Canary deployments, a popular DevOps practice for staggered rollouts, is a prime example of how DevOps can positively influence enterprise IT operations. This deployment method sends updates to small groups incrementally, with the goal of catching issues and fixing them quickly rather than deploying to the entire population of users at once. In a mass deployment, if a significant bug is discovered, it takes a lot more money and pain to discover and fix the issues and then redeploy across a large user base. Canary deployments also allow for continual improvements: fine-tuning the release for a better user experience or outcome.
Consider the “canary in the coal mine” analogy. Based on a true practice in the mining industry where canaries were ruthlessly sent into mines to test for poisonous gases and protect the humans, canary deployments intend to isolate the impact of software defections to a small audience. Thankfully, mining operations no longer sacrifice innocent birds to maintain worker safety, but in software and IT, canaries play a valuable role in reducing the risk of the rapid release and change cycle. And nobody dies.
Canary deployments have been around for several years, and while common in DevOps and SaaS organizations, they are still rare in enterprise IT environments. When done correctly, they can result in faster, cleaner and more successful changes. Ostensibly, this practice could be useful in a lot of IT operations change events, but I think the two below will provide the most immediate, measurable benefit.

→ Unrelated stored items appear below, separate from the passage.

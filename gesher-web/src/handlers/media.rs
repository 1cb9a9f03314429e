//! Media preload and readiness endpoints.
//!
//! The frontend polls readiness to drive its loading indicators; the
//! endpoint therefore always answers 200 with readiness information in the
//! body, even for unknown keys.

use axum::Json;
use axum::extract::{Path, State};
use axum::http::StatusCode;
use axum::response::{IntoResponse, Response};
use gesher_core::media::{MediaReadiness, MediaState, PreloadTicket};
use serde::{Deserialize, Serialize};

use crate::server::AppState;

/// Response structure for media readiness checks.
#[derive(Debug, Clone, Serialize, Deserialize)]
pub struct MediaReadinessResponse {
    /// Whether the asset is ready for playback
    pub ready: bool,
    /// Current lifecycle position
    pub status: MediaReadiness,
    /// Descriptive message about readiness status
    pub message: String,
    /// Resolved download URL once known
    #[serde(skip_serializing_if = "Option::is_none")]
    pub url: Option<String>,
    /// Failure reason when status is failed
    #[serde(skip_serializing_if = "Option::is_none")]
    pub error: Option<String>,
}

impl From<MediaState> for MediaReadinessResponse {
    fn from(state: MediaState) -> Self {
        let message = match state.readiness {
            MediaReadiness::Idle => "Not requested".to_string(),
            MediaReadiness::Resolving => "Resolving download URL...".to_string(),
            MediaReadiness::Buffering => "Buffering for smooth playback...".to_string(),
            MediaReadiness::Ready => "Ready to play".to_string(),
            MediaReadiness::Failed => format!(
                "Loading failed: {}",
                state.error_detail.as_deref().unwrap_or("unknown error")
            ),
        };

        Self {
            ready: state.readiness.is_ready(),
            status: state.readiness,
            message,
            url: state.resolved_url,
            error: state.error_detail,
        }
    }
}

/// Handles `GET /api/media/ready/{key}`.
///
/// Always returns 200 with readiness information in the response body.
pub async fn media_readiness(
    State(state): State<AppState>,
    Path(key): Path<String>,
) -> Json<MediaReadinessResponse> {
    Json(state.media.state(&key).into())
}

/// Response structure for preload requests.
#[derive(Debug, Clone, Serialize, Deserialize)]
pub struct PreloadResponse {
    /// Whether this request started a new preload attempt
    pub started: bool,
    #[serde(flatten)]
    pub readiness: MediaReadinessResponse,
}

/// Handles `POST /api/media/preload/{key}`.
///
/// Starts a preload for the key, or joins the attempt already in flight;
/// repeated calls never trigger a second fetch.
pub async fn preload_media(State(state): State<AppState>, Path(key): Path<String>) -> Response {
    match state.media.request_preload(&key) {
        Ok(ticket) => {
            let started = ticket == PreloadTicket::Started;
            Json(PreloadResponse {
                started,
                readiness: state.media.state(&key).into(),
            })
            .into_response()
        }
        Err(e) => (
            StatusCode::BAD_REQUEST,
            Json(serde_json::json!({ "error": e.to_string() })),
        )
            .into_response(),
    }
}
//! Gesher Core - Media readiness and contact fan-out functionality
//!
//! This crate provides the backend building blocks for the Gesher donation
//! site: preloading and readiness tracking for storage-hosted media assets,
//! validated contact submissions fanned out across notification channels,
//! and configuration management.

pub mod config;
pub mod media;
pub mod mode;
pub mod notify;
pub mod tracing_setup;

// Re-export main types for convenient access
pub use config::GesherConfig;
pub use media::{MediaError, MediaReadinessStore};
pub use mode::RuntimeMode;
pub use notify::{NotificationDispatcher, NotifyError};

/// Core errors that can bubble up from any Gesher subsystem.
#[derive(Debug, thiserror::Error)]
pub enum GesherError {
    #[error("Media error: {0}")]
    Media(#[from] MediaError),

    #[error("Notification error: {0}")]
    Notify(#[from] NotifyError),

    #[error("I/O error: {0}")]
    Io(#[from] std::io::Error),
}

impl GesherError {
    /// Returns a user-friendly error message suitable for display.
    pub fn user_message(&self) -> String {
        match self {
            GesherError::Media(e) => match e {
                MediaError::InvalidKey { .. } => "Unknown media asset".to_string(),
                MediaError::ResolutionFailed { .. } => {
                    "Could not locate the requested media".to_string()
                }
                MediaError::LoadFailed { .. } => "Media failed to load".to_string(),
            },
            GesherError::Notify(NotifyError::AllChannelsFailed { .. }) => {
                "Sending failed on every channel".to_string()
            }
            GesherError::Notify(NotifyError::Invalid { .. }) => {
                "The submitted form contains errors".to_string()
            }
            GesherError::Io(_) => "File system error occurred".to_string(),
        }
    }

    /// Checks if this error is due to user input validation.
    pub fn is_user_error(&self) -> bool {
        matches!(self, GesherError::Notify(NotifyError::Invalid { .. }))
    }
}

pub type Result<T> = std::result::Result<T, GesherError>;

#[cfg(test)]
mod tests {
    use super::*;
    use crate::notify::FieldErrors;

    #[test]
    fn test_user_message_per_variant() {
        let invalid = GesherError::from(NotifyError::Invalid {
            fields: FieldErrors::new(),
        });
        assert_eq!(invalid.user_message(), "The submitted form contains errors");

        let failed = GesherError::from(NotifyError::AllChannelsFailed { errors: Vec::new() });
        assert_eq!(failed.user_message(), "Sending failed on every channel");

        let media = GesherError::from(MediaError::LoadFailed {
            reason: "stream aborted".to_string(),
        });
        assert_eq!(media.user_message(), "Media failed to load");
    }

    #[test]
    fn test_only_validation_failures_are_user_errors() {
        let invalid = GesherError::from(NotifyError::Invalid {
            fields: FieldErrors::new(),
        });
        assert!(invalid.is_user_error());

        let failed = GesherError::from(NotifyError::AllChannelsFailed { errors: Vec::new() });
        assert!(!failed.is_user_error());

        let media = GesherError::from(MediaError::ResolutionFailed {
            reason: "bucket unavailable".to_string(),
        });
        assert!(!media.is_user_error());
    }
}
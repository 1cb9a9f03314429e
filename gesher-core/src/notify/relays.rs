//! Production relay implementations for the notification channels.

use std::time::{SystemTime, UNIX_EPOCH};

use serde::Deserialize;
use serde_json::json;

use crate::config::NotifyConfig;
use crate::notify::channels::{ChannelError, ChatReceipt, ChatRelay, EmailReceipt, EmailRelay};
use crate::notify::request::NotificationRequest;

/// Response body of the form relay ajax endpoint.
///
/// `success` arrives as the string `"true"`/`"false"` or as a boolean
/// depending on the relay version, so both are accepted.
#[derive(Debug, Deserialize)]
struct FormRelayResponse {
    #[serde(default)]
    success: serde_json::Value,
    #[serde(default)]
    message: Option<String>,
}

impl FormRelayResponse {
    fn accepted(&self) -> bool {
        match &self.success {
            serde_json::Value::Bool(b) => *b,
            serde_json::Value::String(s) => s == "true",
            _ => false,
        }
    }
}

/// Email relay backed by a FormSubmit-style ajax endpoint.
///
/// Posts the submission fields as JSON to `{endpoint}/{destination}`. The
/// relay replies `success: false` while the destination address is pending
/// verification; that surfaces as `accepted: false`, not as an error.
pub struct FormRelayEmail {
    client: reqwest::Client,
    endpoint: String,
    to: String,
}

impl FormRelayEmail {
    /// Creates a relay for the configured destination address.
    pub fn new(config: &NotifyConfig) -> Self {
        let client = reqwest::Client::builder()
            .timeout(config.delivery_timeout)
            .build()
            .unwrap_or_default();
        Self {
            client,
            endpoint: config.email_endpoint.clone(),
            to: config.email_to.clone(),
        }
    }
}

#[async_trait::async_trait]
impl EmailRelay for FormRelayEmail {
    async fn send(&self, request: &NotificationRequest) -> Result<EmailReceipt, ChannelError> {
        let url = format!("{}/{}", self.endpoint, self.to);
        let body = json!({
            "_subject": format!("New inquiry from the website: {}", request.subject),
            "subject": request.subject,
            "name": request.full_name(),
            "phone": request.phone,
            "email": request.email,
            "message": request.message,
        });

        let response = self
            .client
            .post(&url)
            .json(&body)
            .send()
            .await
            .map_err(|e| ChannelError::RequestFailed {
                reason: format!("email relay request failed: {e}"),
            })?;

        if !response.status().is_success() {
            return Err(ChannelError::Rejected {
                reason: format!("email relay returned {}", response.status()),
            });
        }

        let parsed: FormRelayResponse =
            response
                .json()
                .await
                .map_err(|e| ChannelError::RequestFailed {
                    reason: format!("invalid email relay response: {e}"),
                })?;

        Ok(EmailReceipt {
            accepted: parsed.accepted(),
            detail: parsed.message,
        })
    }
}

/// Email relay that only logs, for development mode.
pub struct LoggingEmailRelay;

#[async_trait::async_trait]
impl EmailRelay for LoggingEmailRelay {
    async fn send(&self, request: &NotificationRequest) -> Result<EmailReceipt, ChannelError> {
        tracing::info!(
            "email (simulated): to inquiry inbox, from {} <{}>, subject {}",
            request.full_name(),
            request.email,
            request.subject
        );
        Ok(EmailReceipt {
            accepted: true,
            detail: Some("simulated".to_string()),
        })
    }
}

/// Response body of the Twilio messages API.
#[derive(Debug, Deserialize)]
struct TwilioMessageResponse {
    sid: String,
    status: String,
}

/// WhatsApp relay via the Twilio messages API.
///
/// When account credentials are absent the relay runs in simulated mode:
/// the message is logged and a fabricated receipt returned. This is the
/// documented sandbox behavior, not a production fallback.
pub struct TwilioWhatsApp {
    client: reqwest::Client,
    config: NotifyConfig,
}

impl TwilioWhatsApp {
    /// Creates a relay for the configured destination number.
    pub fn new(config: NotifyConfig) -> Self {
        let client = reqwest::Client::builder()
            .timeout(config.delivery_timeout)
            .build()
            .unwrap_or_default();
        Self { client, config }
    }

    fn destination(&self) -> String {
        self.config.chat_to_number.trim_start_matches('+').to_string()
    }
}

#[async_trait::async_trait]
impl ChatRelay for TwilioWhatsApp {
    async fn send(&self, body: &str) -> Result<ChatReceipt, ChannelError> {
        let to = self.destination();

        let (Some(sid), Some(token)) = (
            self.config.chat_account_sid.as_ref(),
            self.config.chat_auth_token.as_ref(),
        ) else {
            tracing::info!("WhatsApp message (simulated) to {}: {}", to, body);
            let stamp = SystemTime::now()
                .duration_since(UNIX_EPOCH)
                .unwrap_or_default()
                .as_millis();
            return Ok(ChatReceipt {
                id: format!("simulated_{stamp}"),
                status: "sent".to_string(),
            });
        };

        let url = format!("https://api.twilio.com/2010-04-01/Accounts/{sid}/Messages.json");
        let params = [
            ("From", self.config.chat_from_number.clone()),
            ("To", format!("whatsapp:+{to}")),
            ("Body", body.to_string()),
        ];

        let response = self
            .client
            .post(&url)
            .basic_auth(sid, Some(token))
            .form(&params)
            .send()
            .await
            .map_err(|e| ChannelError::RequestFailed {
                reason: format!("chat relay request failed: {e}"),
            })?;

        if !response.status().is_success() {
            let status = response.status();
            let detail = response.text().await.unwrap_or_default();
            return Err(ChannelError::Rejected {
                reason: format!("chat relay returned {status}: {detail}"),
            });
        }

        let parsed: TwilioMessageResponse =
            response
                .json()
                .await
                .map_err(|e| ChannelError::RequestFailed {
                    reason: format!("invalid chat relay response: {e}"),
                })?;

        Ok(ChatReceipt {
            id: parsed.sid,
            status: parsed.status,
        })
    }
}

#[cfg(test)]
mod tests {
    use super::*;
    use crate::notify::request::NotificationRequest;

    fn request() -> NotificationRequest {
        NotificationRequest {
            subject: "donation".to_string(),
            first_name: "Dana".to_string(),
            last_name: "Cohen".to_string(),
            phone: "0501234567".to_string(),
            email: "d@x.com".to_string(),
            message: "Hello there, this is long enough.".to_string(),
            skip_email: false,
        }
    }

    #[test]
    fn test_form_relay_success_field_accepts_both_encodings() {
        let as_string: FormRelayResponse =
            serde_json::from_str(r#"{"success":"true","message":"sent"}"#).unwrap();
        assert!(as_string.accepted());

        let as_bool: FormRelayResponse = serde_json::from_str(r#"{"success":true}"#).unwrap();
        assert!(as_bool.accepted());

        let pending: FormRelayResponse =
            serde_json::from_str(r#"{"success":"false","message":"verify your email"}"#).unwrap();
        assert!(!pending.accepted());
        assert_eq!(pending.message.as_deref(), Some("verify your email"));
    }

    #[tokio::test]
    async fn test_twilio_without_credentials_simulates_success() {
        let relay = TwilioWhatsApp::new(NotifyConfig::default());
        let receipt = relay.send("hello").await.unwrap();
        assert!(receipt.id.starts_with("simulated_"));
        assert_eq!(receipt.status, "sent");
    }

    #[tokio::test]
    async fn test_logging_email_relay_accepts() {
        let receipt = LoggingEmailRelay.send(&request()).await.unwrap();
        assert!(receipt.accepted);
    }

    #[test]
    fn test_destination_strips_plus_prefix() {
        let config = NotifyConfig {
            chat_to_number: "+972532217895".to_string(),
            ..NotifyConfig::default()
        };
        let relay = TwilioWhatsApp::new(config);
        assert_eq!(relay.destination(), "972532217895");
    }
}
//! Applicative type class - applying functions within a context.
//!
//! `Applicative` extends `Functor` with:
//!
//! - `pure` (the monad's `unit`): lift a plain value into the context
//! - `map2` (`liftM2`): combine two independent values in the context
//! - `apply` (`ap`): apply a function in the context to a value in the context
//!
//! `map2` together with `pure` is exactly what a list traversal needs, which
//! is why [`List::sequence`](crate::persistent::List::sequence) is written
//! against this trait.
//!
//! # Laws
//!
//! ## Identity Law
//!
//! ```text
//! pure(identity).apply(v) == v
//! ```
//!
//! ## Homomorphism Law
//!
//! ```text
//! pure(f).apply(pure(x)) == pure(f(x))
//! ```
//!
//! ## Interchange Law
//!
//! ```text
//! u.apply(pure(y)) == pure(|f| f(y)).apply(u)
//! ```

use super::functor::Functor;

/// A type class for functors that can lift values and combine contexts.
///
/// # Laws
///
/// - **Identity**: `pure(identity).apply(v) == v`
/// - **Homomorphism**: `pure(f).apply(pure(x)) == pure(f(x))`
/// - **Interchange**: `u.apply(pure(y)) == pure(|f| f(y)).apply(u)`
///
/// # Examples
///
/// ```rust
/// use funkit::control::Maybe;
/// use funkit::typeclass::Applicative;
///
/// let lifted: Maybe<i32> = <Maybe<()>>::pure(42);
/// assert_eq!(lifted, Maybe::Just(42));
///
/// let sum = Applicative::map2(Maybe::Just(3), Maybe::Just(4), |x: i32, y: i32| x + y);
/// assert_eq!(sum, Maybe::Just(7));
/// ```
pub trait Applicative: Functor {
    /// Lifts a pure value into the applicative context.
    ///
    /// `Clone` is required because a lazy context may hand the value out
    /// every time it is forced.
    fn pure<B>(value: B) -> Self::WithType<B>
    where
        B: Clone + 'static;

    /// Combines two applicative values using a binary function.
    ///
    /// If either side is "empty" in the sense of the specific applicative,
    /// the result is too.
    ///
    /// # Examples
    ///
    /// ```rust
    /// use funkit::control::Maybe;
    /// use funkit::typeclass::Applicative;
    ///
    /// let missing = Applicative::map2(Maybe::Just(1), Maybe::<i32>::Nothing, |x: i32, y: i32| x + y);
    /// assert_eq!(missing, Maybe::Nothing);
    /// ```
    fn map2<B, C, F>(self, other: Self::WithType<B>, function: F) -> Self::WithType<C>
    where
        F: Fn(Self::Inner, B) -> C + 'static,
        B: 'static,
        C: 'static;

    /// Applies a function inside the context to a value inside the context.
    ///
    /// # Examples
    ///
    /// ```rust
    /// use funkit::control::Maybe;
    /// use funkit::typeclass::Applicative;
    ///
    /// let function = Maybe::Just(|x: i32| x + 1);
    /// assert_eq!(Applicative::apply(function, Maybe::Just(5)), Maybe::Just(6));
    /// ```
    fn apply<B, Output>(self, other: Self::WithType<B>) -> Self::WithType<Output>
    where
        Self: Sized,
        Self::Inner: Fn(B) -> Output,
        B: 'static,
        Output: 'static;

    /// Combines two applicative values into a tuple.
    ///
    /// This is `map2(other, |a, b| (a, b))`.
    #[inline]
    fn product<B>(self, other: Self::WithType<B>) -> Self::WithType<(Self::Inner, B)>
    where
        Self: Sized,
        Self::Inner: 'static,
        B: 'static,
    {
        self.map2(other, |a, b| (a, b))
    }
}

Canary use cases in IT Ops
- Patching desktops, servers, and operating systems is a routine yet important IT operations task. If something goes wrong during the update, and heaven forbid, takes down the network or results in terrible response time for the entire company for a day, it’s going to make a lot of people unproductive and unhappy. Instead, you can create logical segments for an incremental canary rollout: this could be by device type, cluster, geography or data center, business unit or even by customers, such as at an MSP. Depending upon the type of release you’re doing, you could stagger each rollout by an hour or even a day, monitoring the new environment for any issues. Once clear, you move on to the next batch unless you’ve got an issue to fix first.
- Nightly backups are another area where canary deployments can be useful. Let’s say you want to back up the virtual storage (VMDK) in two vCenters to a cloud service like AWS. In a large environment where you’ve got 100 or more VMs, having to stop the backup midstream, deal with any issues such as corrupt files, and then repeat the entire backup process is time-consuming. By segmenting that workload into four 25 VM groups and then using various tools (including sys log monitoring and cloud service monitoring), you’ll know quickly if there have been incomplete transfers or any other problems before starting the other backup segments.
A few considerations for running canary deployments
While straightforward from the outside, there are a few things to keep in mind when running canary deployments:
Put in the time at the beginning: Most companies have a patching tool or service like Ansible to automate change events. But many of these IT automation tools don’t natively support segmentation and scheduling. So while you can use your existing toolsets, you’ll likely need to adapt them to canary rollouts. Initially, configuration will be time-consuming, but will get easier with more practice.
Consider the tradeoffs: With staggered deployments, not everybody benefits from the new release at once. If your team must fix bugs before releasing to other groups, that can create tension in the business for anticipated updates. For a mission-critical end-user service, such as an update to the sales management software during the end-of-quarter reporting period, it may not be wise to do a canary release. Your people may need that update ASAP to meet their deadlines.
Re-orient toward user experience: As with many changes in IT, mindsets must also shift. The age-old “set and forget” IT management practices are becoming less relevant in today’s distributed, always-changing, hybrid cloud environment. With a DevOps orientation focused on delivering an unforgettable end-user experience, IT operations teams can adopt these new practices swiftly. IT Ops will need to give up some of their tried-and-true practices to experiment with new, more agile ways of completing tasks.
Ultimately, experimenting with DevOps practices such as canary deployments can help IT (and IT operations) bridge the gap with the business and deliver more value, faster.